(Beginning of EXERCISE INPUTS)

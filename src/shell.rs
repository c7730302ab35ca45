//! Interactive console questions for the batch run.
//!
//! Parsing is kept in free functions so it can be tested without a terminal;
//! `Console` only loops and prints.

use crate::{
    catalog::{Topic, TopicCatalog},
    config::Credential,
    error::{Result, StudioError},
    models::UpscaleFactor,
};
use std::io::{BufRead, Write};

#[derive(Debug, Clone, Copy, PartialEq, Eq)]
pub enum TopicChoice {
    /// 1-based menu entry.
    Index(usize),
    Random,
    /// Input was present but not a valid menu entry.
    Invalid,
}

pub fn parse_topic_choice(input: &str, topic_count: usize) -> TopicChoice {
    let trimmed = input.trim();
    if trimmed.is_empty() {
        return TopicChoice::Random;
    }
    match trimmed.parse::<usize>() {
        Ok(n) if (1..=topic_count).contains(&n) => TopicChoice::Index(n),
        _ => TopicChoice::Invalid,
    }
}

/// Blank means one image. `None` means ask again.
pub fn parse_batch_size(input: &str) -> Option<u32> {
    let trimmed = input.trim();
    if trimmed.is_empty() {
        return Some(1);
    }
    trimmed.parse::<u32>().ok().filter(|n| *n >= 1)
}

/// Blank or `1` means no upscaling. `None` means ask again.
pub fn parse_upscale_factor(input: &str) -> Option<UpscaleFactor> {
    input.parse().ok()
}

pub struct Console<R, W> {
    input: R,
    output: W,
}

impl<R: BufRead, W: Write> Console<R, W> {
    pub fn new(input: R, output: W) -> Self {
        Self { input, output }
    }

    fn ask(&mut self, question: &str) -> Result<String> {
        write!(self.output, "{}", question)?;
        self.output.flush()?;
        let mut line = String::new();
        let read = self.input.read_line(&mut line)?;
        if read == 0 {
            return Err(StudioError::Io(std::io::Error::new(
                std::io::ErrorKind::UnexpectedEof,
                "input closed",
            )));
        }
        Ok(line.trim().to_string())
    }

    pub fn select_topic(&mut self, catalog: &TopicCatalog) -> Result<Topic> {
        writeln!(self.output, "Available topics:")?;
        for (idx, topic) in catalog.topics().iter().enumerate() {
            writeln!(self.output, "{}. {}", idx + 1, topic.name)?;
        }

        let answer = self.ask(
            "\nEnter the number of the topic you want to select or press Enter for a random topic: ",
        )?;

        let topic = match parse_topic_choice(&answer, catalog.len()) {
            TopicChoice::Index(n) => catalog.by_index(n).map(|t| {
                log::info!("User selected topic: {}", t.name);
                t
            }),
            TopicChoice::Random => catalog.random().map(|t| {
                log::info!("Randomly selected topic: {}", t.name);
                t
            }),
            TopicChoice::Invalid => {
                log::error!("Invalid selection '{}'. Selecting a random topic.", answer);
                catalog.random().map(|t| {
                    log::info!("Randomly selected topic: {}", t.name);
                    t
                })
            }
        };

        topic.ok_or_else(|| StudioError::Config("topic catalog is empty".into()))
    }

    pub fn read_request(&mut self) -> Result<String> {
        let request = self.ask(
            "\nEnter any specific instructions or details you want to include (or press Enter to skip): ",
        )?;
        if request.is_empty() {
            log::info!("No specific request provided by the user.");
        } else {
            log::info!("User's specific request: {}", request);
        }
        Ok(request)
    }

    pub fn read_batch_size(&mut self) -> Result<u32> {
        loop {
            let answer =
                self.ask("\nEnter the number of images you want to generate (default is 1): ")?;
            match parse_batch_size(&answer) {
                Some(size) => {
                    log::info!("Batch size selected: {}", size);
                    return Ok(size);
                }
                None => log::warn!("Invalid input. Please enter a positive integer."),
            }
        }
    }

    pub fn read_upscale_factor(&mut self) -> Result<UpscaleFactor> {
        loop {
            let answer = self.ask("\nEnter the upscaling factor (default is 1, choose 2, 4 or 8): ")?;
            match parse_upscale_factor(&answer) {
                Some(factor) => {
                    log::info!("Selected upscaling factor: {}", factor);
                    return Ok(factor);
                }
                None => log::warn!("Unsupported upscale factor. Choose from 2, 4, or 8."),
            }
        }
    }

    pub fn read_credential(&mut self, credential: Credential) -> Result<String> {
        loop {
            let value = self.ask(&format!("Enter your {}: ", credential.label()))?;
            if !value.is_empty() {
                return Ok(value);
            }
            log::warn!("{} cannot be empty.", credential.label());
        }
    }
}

(End of EXERCISE INPUTS)

> PROMPT: Extract from the listing above the lines between the line containing "return Ok(size);" and the line containing "return Ok(factor);", keeping both of those lines. Output nothing else.

> RESULT:
                    return Ok(size);
                }
                None => log::warn!("Invalid input. Please enter a positive integer."),
            }
        }
    }

    pub fn read_upscale_factor(&mut self) -> Result<UpscaleFactor> {
        loop {
            let answer = self.ask("\nEnter the upscaling factor (default is 1, choose 2, 4 or 8): ")?;
            match parse_upscale_factor(&answer) {
                Some(factor) => {
                    log::info!("Selected upscaling factor: {}", factor);
                    return Ok(factor);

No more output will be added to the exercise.